The Trump Tax Plan and Its Implications for Cash Portfolios

5 min read

Abstract

The Republican bill represents a starting point for tax and budget negotiations. While details are lacking, the current plan offers some interesting angles for market participants to think about their liquidity investment strategies. We highlighted parts of the bill relevant to corporate cash investors and their potential impact on issuers and investors in the short-term debt market.
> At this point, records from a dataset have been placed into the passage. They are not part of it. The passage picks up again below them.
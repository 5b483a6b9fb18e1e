//! Revenue Optimization Engine for Healthcare Practices
//!
//! Analyzes a practice's historical billing data and produces prioritized,
//! dollar-quantified recommendations:
//! - Revenue leakage detection (unbilled visits, undercoding, missed modifiers,
//!   supplies, write-offs, aged receivables)
//! - Fee schedule optimization against benchmark and payer rates
//! - Service mix, payer mix and provider utilization analysis
//! - E&M coding, modifier, bundling and documentation review
//! - Payer contract scorecards and what-if rate modeling
//! - Revenue forecasting with seasonality, pipeline and goal variance
//!
//! Findings are persisted through the [`OpportunityLedger`], which drives
//! every finding kind through its review lifecycle.

pub mod aggregation;
pub mod benchmarks;
pub mod coding;
pub mod config;
pub mod contracts;
pub mod error;
pub mod fee_schedule;
pub mod findings;
pub mod forecast;
pub mod goals;
pub mod leakage;
pub mod ledger;
pub mod lifecycle;
pub mod models;
pub mod repository;
pub mod scoring;
pub mod service;
pub mod service_mix;

pub use aggregation::{DateRange, MonthKey, RevenueSnapshot, SnapshotQuery};
pub use benchmarks::BenchmarkTables;
pub use config::EngineConfig;
pub use error::{RevenueError, RevenueResult};
pub use findings::*;
pub use ledger::{OpenItem, OpportunityLedger, PersistReport};
pub use lifecycle::*;
pub use models::*;
pub use repository::{InMemoryRevenueStore, OpportunityStore, RevenueDataSource, RevenueDataset};
pub use scoring::{ComplianceRisk, EffortLevel, Frequency, Priority};
pub use service::*;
We advise our readers to be patient, stay liquid and think strategically during this waiting period.

Introduction

After weeks of negotiations behind closed doors, Republican leaders unveiled a nine-page document on reforming the tax code on September 27, 2017. Politicians and market pundits quickly jumped into action, looking at every angle to determine potential winners and losers from the proposal. The long-on-promises and short-on-details nature of the so-called “Trump tax plan” left out many details, rendering many of the projections little more than conjectures and educated guesses.
Since the tax framework touches many important subjects that impact the corporate treasury management community, we want to keep the dialog going by addressing the plan’s potential impact on market liquidity and treasury investment strategies. Although the plan represents an early blueprint of the finished legislation, understanding the key issues at stake may assist our readers with their internal discussions and perhaps advanced planning.
For the purpose of this commentary, we focus on the aspects of the tax plan we deem to have direct impact on treasury portfolio strategies.

Summary of the Tax Plan

Below is a high level summary of the “unified framework for fixing our broken tax code” released on September 27, 2017.
1) Personal Taxes

  • The seven tax brackets are consolidated into three (12%, 25% and 35%). Income levels associated with each bracket are unknown. It leaves the possibility open for an additional top tax rate for high earners.
  • The framework roughly doubles the standard deduction while removing allowance for personal exemptions.
  • It eliminates most itemized deductions, but retains deductions for home mortgage interest and charitable contributions. Tax benefits to encourage work, higher education and retirement security will also remain.
  • It calls for increased child tax credit and higher income levels at which the credit begins to phase out.
  • It repeals the alternative minimum tax (AMT) and the estate tax.
  • It envisions the use of a “more accurate measure of inflation” to index the tax brackets and other tax parameters.

2) Corporate Taxes

  • It reduces the corporate tax rate from 35% to 25% and eliminates corporate AMT. It limits the maximum tax rate for pass-through entities to 25%.
  • It allows businesses to immediately write off the cost of capital investments for at last five years.
  • It partially limits the deduction for net interest expenses by corporations. It repeals or restricts most. exclusions and deductions. It explicitly preserves tax incentives towards research and development (R&D) and low-income housing.
  • It will subject foreign profits of US corporations to a lower tax rate on a global basis than domestic earnings.
  • Accumulated offshore profits will be considered already repatriated. No specific repatriation tax rates were supplied, but illiquid assets will be subject to a lower tax rate than cash or cash equivalents. Payment of the liability will be spread over several years.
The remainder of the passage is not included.